Otra vez Don Bruno agitó erráticamente sus manos.
—Bueno, usted ya sabe —argumentó—. Las chicas de este lugar…
—¿Profesión? —insistió Pietri.
—En fin, cuando llegó, y de esto hace unos cuantos años, bailaba un poco, hacía strip-tease. Después, con el tiempo, con la madurez, ¿no?, empezó a cantar tangos.
—Anote, oficial Méndez: prostituta. —Se inclinó sobre el cadáver y comenzó a revisarlo. Méndez, con una libretita y un lápiz, esperaba sus palabras. Pietri dijo—: Tajo profundo en la garganta. De lado a lado. Perdió mucha sangre. Pobre infeliz. Qué triste suerte. A ver, veamos. Anote, oficial Méndez, anote. Le seccionaron la oreja izquierda.
—¿La oreja izquierda, comisario? —nervioso, Méndez.
—¿Dije la derecha?
—Eh, francamente…
—¡La izquierda, dije! Dije que le seccionaron la oreja izquierda. Anote, vamos, anote. —Dejó de revisar el cadáver. Se incorporó. Miró hacia el espejo—. ¡Ca-ram-ba! —exclamó—. Esto sí que es muy interesante. ¿Sabe quién fue Van Gogh, oficial Méndez?
—Un pintor que se cortó una oreja, señor.
Pietri le dedicó una fugaz mirada admirativa.
—Lo felicito, oficial Méndez. Me ha sorprendido.
—Su sorpresa me conmueve, señor.
Pietri volvió a fijar su temible mirada sobre la inscripción del espejo. Dijo:
—Así es. Van Gogh fue un pintor loco que se cortó una oreja. —Giró velozmente hacia Méndez. Ordenó—: Llame una ambulancia. Y que venga el forense.
Méndez, con una obediencia cercana al terror, desapareció.
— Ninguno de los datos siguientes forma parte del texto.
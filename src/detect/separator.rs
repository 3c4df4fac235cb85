use std::io::{self, Read, Seek};

use log::debug;
use regex::bytes::RegexSet;

use crate::io::source::ByteSource;

/// Separators tried by detection, in order of preference.
pub const CANDIDATES: [u8; 3] = [b',', b';', b'\t'];

const SEPARATOR_LINE_PREFIX: &[u8] = b"sep=";

/// One pattern per candidate, in candidate order, matching a quoted field
/// delimited by that candidate or a line boundary.
fn quoted_field_patterns(quote: u8) -> RegexSet {
    let patterns = CANDIDATES.map(|separator| {
        format!(
            r"(?-u)(?:^|\x{s:02X})\x{q:02X}[^\x{q:02X}]*\x{q:02X}(?:\x{s:02X}|$)",
            s = separator,
            q = quote
        )
    });
    RegexSet::new(patterns).expect("byte-escaped separator patterns")
}

/// Picks the separator of a line.
///
/// A candidate that encloses a quoted field is taken at once, the earliest
/// one when several do. Otherwise the candidate splitting the line into the
/// most fields wins, the earlier one on ties; `fallback` is used when no
/// candidate splits the line at all.
pub fn detect_separator_in(line: &[u8], fallback: u8, quote: u8) -> u8 {
    let line = line.strip_suffix(b"\n").unwrap_or(line);

    if let Some(index) = quoted_field_patterns(quote).matches(line).iter().next() {
        return CANDIDATES[index];
    }

    let mut separator = fallback;
    let mut columns = 1;
    for candidate in CANDIDATES {
        let count = line.split(|&b| b == candidate).count();
        if count > columns {
            separator = candidate;
            columns = count;
        }
    }
    separator
}

/// Detects the separator from the line starting at `offset`.
///
/// The source must already deliver `\n`-terminated text. Its position is
/// left unchanged.
pub fn detect_column_separator<R: Read + Seek>(
    source: &mut ByteSource<R>,
    offset: u64,
    fallback: u8,
    quote: u8,
) -> io::Result<u8> {
    let saved = source.tell();
    source.seek_to(offset)?;
    let line = source.read_line()?;
    source.seek_to(saved)?;

    let separator = match line {
        Some(line) => detect_separator_in(&line, fallback, quote),
        None => fallback,
    };
    debug!("column separator detected: {:?}", char::from(separator));
    Ok(separator)
}

/// Recognizes a spreadsheet `sep=X` declaration line.
///
/// Returns `Some(declared)` for a declaration line, where `declared` is the
/// separator byte or `None` when the line names none.
pub fn separator_declaration(line: &[u8]) -> Option<Option<u8>> {
    let rest = line.strip_prefix(SEPARATOR_LINE_PREFIX)?;
    Some(rest.first().copied().filter(|&b| b != b'\n'))
}
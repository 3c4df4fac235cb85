#![cfg_attr(docsrs, feature(doc_cfg))]
//#![warn(missing_docs)]

/*!
 <div align="center">
   <h1>autocsv</h1>
   <h3>A CSV reader that figures out the format by itself</h3>

   ![license](https://shields.io/badge/license-MIT%2FApache--2.0-blue)

  </div>

 # autocsv

 Spreadsheet exports come in every flavour: UTF-16 with tabs from one vendor,
 Windows-1252 with semicolons and DOS line endings from another, a `sep=;`
 line on top from a third. **autocsv** reads them all through one entry point.
 It detects the encoding, line terminator, column separator and header line,
 maps the columns you ask for and coerces each row to typed values.

 ## Core Concepts

- **CsvReader:** Runs detection once at construction, then reads one row at a time.
- **ColumnSpec:** A column you expect: its name, whether it is required, and its type (`string`, `int`, `float` or `bool`).
- **TypedRow:** One row as an ordered column name to `Value` mapping. It can be deserialized into your own `serde` types.
- **ItemReader:** The reading contract. `read()` returns `Ok(None)` at the end of the input and surfaces I/O errors.

 ## Number parsing

 `int` and `float` columns accept the regional conventions found in the wild:
 `1.234,50`, `1'234.50`, `1 234,50` and `1,234.50` all read as `1234.5`.
 A cell that cannot be read as its column type becomes `Value::Null`.

 ## Getting Started

```rust
# use std::io::Cursor;
use autocsv::{
    core::column::{ColumnSpec, ColumnType},
    core::row::Value,
    reader::csv_reader::CsvReaderBuilder,
    ReaderError,
};

fn main() -> Result<(), ReaderError> {
    let data = "sep=;\nOrder ID;Total;Paid\n1;1.234,50;yes\n2;99;no\n";

    let reader = CsvReaderBuilder::new()
        .columns([
            ColumnSpec::new("orderid").with_type(ColumnType::Int),
            ColumnSpec::new("total").with_type(ColumnType::Float),
            ColumnSpec::new("paid").with_type(ColumnType::Bool),
        ])
        .from_reader(Cursor::new(data))?;

    let totals: Vec<Value> = reader
        .map(|row| row.get("total").cloned().unwrap_or(Value::Null))
        .collect();
    assert_eq!(totals, vec![Value::Float(1234.5), Value::Float(99.0)]);

    Ok(())
}
```

 ## Logging

 The crate logs through the `log` facade: detection results at `debug`, one
 format summary per reader at `info`, read errors that end iteration at
 `warn`. Install any logger (e.g. `env_logger`) to see them.

 ## License
 Licensed under either of

 -   Apache License, Version 2.0
     ([LICENSE-APACHE](LICENSE-APACHE) or <http://www.apache.org/licenses/LICENSE-2.0>)
 -   MIT license
     ([LICENSE-MIT](LICENSE-MIT) or <http://opensource.org/licenses/MIT>)

 at your option.

 */

/// Column model, reader options and the item reader contract
pub mod core;

/// Format detection (encoding, line terminator, separator)
pub mod detect;

/// Error types
pub mod error;

#[doc(inline)]
pub use error::*;

/// Cell parsers for booleans and regional number formats
pub mod field;

/// Byte sources, charsets and stream transforms
pub mod io;

/// The self-detecting CSV reader
pub mod reader;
Pietri ajustó su corbata. Dio una larga pitada a su cigarrillo. Se dirigió hacia la puerta del camarín. Don Bruno De Santis lo siguió.
—¿Se va, comisario?
—Por ahora.
—¿Me firmaría un autógrafo? —Don Bruno le alcanzaba un pequeño cuaderno y un bolígrafo. Pietri, casi distraído, le garabateó algo. Don Bruno preguntó—: ¿Cómo sigue su romance con Viviana Sandrelli?
—No joda, che. Estoy en funciones.
Salió del camarín y fue en busca del auto que lo esperaba en la puerta. Abruptamente, con entusiasmo, pensó: «Un asesino que corta las orejas de sus víctimas y firma Van Gogh. Maravilloso. Éste es un caso para el comisario Pietri».
Arrojó el cigarrillo de su larga boquilla y subió al bmw.